Aim of the exercise
Your answer should be the lines below from the one with "the bucket revision" to the one with "pub mod routing;", both included, given again exactly and with nothing added.

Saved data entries
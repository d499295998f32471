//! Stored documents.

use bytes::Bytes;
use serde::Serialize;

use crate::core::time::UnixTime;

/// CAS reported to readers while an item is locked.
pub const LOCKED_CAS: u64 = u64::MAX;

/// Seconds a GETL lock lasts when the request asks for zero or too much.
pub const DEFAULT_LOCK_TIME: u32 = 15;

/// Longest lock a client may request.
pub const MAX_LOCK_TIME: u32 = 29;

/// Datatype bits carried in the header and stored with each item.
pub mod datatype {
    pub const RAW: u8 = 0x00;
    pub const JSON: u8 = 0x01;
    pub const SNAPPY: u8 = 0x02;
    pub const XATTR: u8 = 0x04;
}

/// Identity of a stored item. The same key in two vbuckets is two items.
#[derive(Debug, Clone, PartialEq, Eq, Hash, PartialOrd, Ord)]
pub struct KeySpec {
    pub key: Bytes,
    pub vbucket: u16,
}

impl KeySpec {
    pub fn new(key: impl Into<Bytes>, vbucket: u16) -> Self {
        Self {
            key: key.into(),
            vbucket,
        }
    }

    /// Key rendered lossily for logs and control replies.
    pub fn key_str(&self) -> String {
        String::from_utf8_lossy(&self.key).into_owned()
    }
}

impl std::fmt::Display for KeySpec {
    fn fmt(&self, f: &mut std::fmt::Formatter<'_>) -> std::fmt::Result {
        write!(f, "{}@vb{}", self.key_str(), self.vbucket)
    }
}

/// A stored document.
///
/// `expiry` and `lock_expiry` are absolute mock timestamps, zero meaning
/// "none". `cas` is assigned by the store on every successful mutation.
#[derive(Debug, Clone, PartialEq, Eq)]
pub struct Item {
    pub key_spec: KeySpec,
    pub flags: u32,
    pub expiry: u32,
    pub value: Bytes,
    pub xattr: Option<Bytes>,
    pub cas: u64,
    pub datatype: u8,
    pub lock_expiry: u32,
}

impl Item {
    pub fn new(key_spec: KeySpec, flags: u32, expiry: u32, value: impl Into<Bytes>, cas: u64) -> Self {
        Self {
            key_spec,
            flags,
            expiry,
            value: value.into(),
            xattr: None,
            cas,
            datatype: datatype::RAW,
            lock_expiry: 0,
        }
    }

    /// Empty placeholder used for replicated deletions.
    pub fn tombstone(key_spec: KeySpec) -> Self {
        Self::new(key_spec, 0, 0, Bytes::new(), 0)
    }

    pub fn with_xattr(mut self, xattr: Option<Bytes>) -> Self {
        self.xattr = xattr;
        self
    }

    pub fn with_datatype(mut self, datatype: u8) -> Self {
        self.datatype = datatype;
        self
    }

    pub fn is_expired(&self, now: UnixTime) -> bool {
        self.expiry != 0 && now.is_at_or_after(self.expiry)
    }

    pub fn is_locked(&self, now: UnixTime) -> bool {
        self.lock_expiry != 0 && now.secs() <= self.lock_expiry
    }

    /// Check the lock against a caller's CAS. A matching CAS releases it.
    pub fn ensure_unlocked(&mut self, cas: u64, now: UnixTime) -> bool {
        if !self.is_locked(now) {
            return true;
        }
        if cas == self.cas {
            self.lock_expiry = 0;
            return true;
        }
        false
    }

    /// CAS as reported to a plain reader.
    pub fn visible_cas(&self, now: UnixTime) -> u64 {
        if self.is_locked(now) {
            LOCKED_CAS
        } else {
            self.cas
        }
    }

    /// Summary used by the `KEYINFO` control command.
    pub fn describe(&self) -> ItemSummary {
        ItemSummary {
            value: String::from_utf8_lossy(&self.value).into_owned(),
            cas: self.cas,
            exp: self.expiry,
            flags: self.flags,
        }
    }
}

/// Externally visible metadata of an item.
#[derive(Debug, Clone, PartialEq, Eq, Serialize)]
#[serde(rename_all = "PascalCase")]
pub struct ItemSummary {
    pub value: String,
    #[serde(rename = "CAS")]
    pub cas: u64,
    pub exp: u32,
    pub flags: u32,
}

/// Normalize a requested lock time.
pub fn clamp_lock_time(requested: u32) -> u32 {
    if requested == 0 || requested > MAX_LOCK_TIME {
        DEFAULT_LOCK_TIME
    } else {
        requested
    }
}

--

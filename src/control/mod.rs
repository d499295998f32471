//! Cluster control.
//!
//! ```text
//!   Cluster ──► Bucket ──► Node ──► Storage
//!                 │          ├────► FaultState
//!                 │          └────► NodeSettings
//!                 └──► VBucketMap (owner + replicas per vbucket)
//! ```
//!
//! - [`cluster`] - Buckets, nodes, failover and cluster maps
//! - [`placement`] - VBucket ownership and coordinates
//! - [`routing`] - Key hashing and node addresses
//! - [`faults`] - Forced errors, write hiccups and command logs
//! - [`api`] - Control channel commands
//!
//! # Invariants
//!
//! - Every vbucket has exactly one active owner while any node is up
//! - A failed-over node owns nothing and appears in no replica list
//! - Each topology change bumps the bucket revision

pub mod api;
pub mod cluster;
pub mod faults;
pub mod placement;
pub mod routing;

Response
//! - Each topology change bumps the bucket revision

pub mod api;
pub mod cluster;
pub mod faults;
pub mod placement;
pub mod routing;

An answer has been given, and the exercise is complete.